[[ Supplied records open ]]

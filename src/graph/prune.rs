//! Relevance pruning.
//!
//! A node that is not itself a concept and touches exactly one concept adds no
//! connection between detected objects, so it is dropped. Decisions are taken
//! on the unpruned adjacency in a single pass; removing a node never causes a
//! second node to be re-examined. Nodes with no concept-neighbor at all are
//! kept.

use std::collections::HashSet;

use crate::concept::ConceptSet;

use super::index::KnowledgeGraph;

/// Names of the nodes the pruning rule removes, in node order.
pub fn prune_targets(graph: &KnowledgeGraph, concepts: &ConceptSet) -> Vec<String> {
    graph
        .nodes()
        .filter(|node| !concepts.contains(node))
        .filter(|node| {
            graph
                .neighbors(node)
                .into_iter()
                .filter(|n| concepts.contains(n))
                .count()
                == 1
        })
        .map(str::to_string)
        .collect()
}

impl KnowledgeGraph {
    /// The graph with every [`prune_targets`] node and its edges removed.
    pub fn prune(&self, concepts: &ConceptSet) -> KnowledgeGraph {
        let targets: HashSet<String> = prune_targets(self, concepts).into_iter().collect();
        if targets.is_empty() {
            return self.clone();
        }
        tracing::debug!(removed = targets.len(), "pruning single-concept nodes");
        self.retain_nodes(|node| !targets.contains(node))
    }
}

[[ Supplied records closed ]]

• _Action item_: Copy out, in full, each line above that has the word "pruning" in it.

• _Exercise answer_:
//! Relevance pruning.
/// Names of the nodes the pruning rule removes, in node order.
        tracing::debug!(removed = targets.len(), "pruning single-concept nodes");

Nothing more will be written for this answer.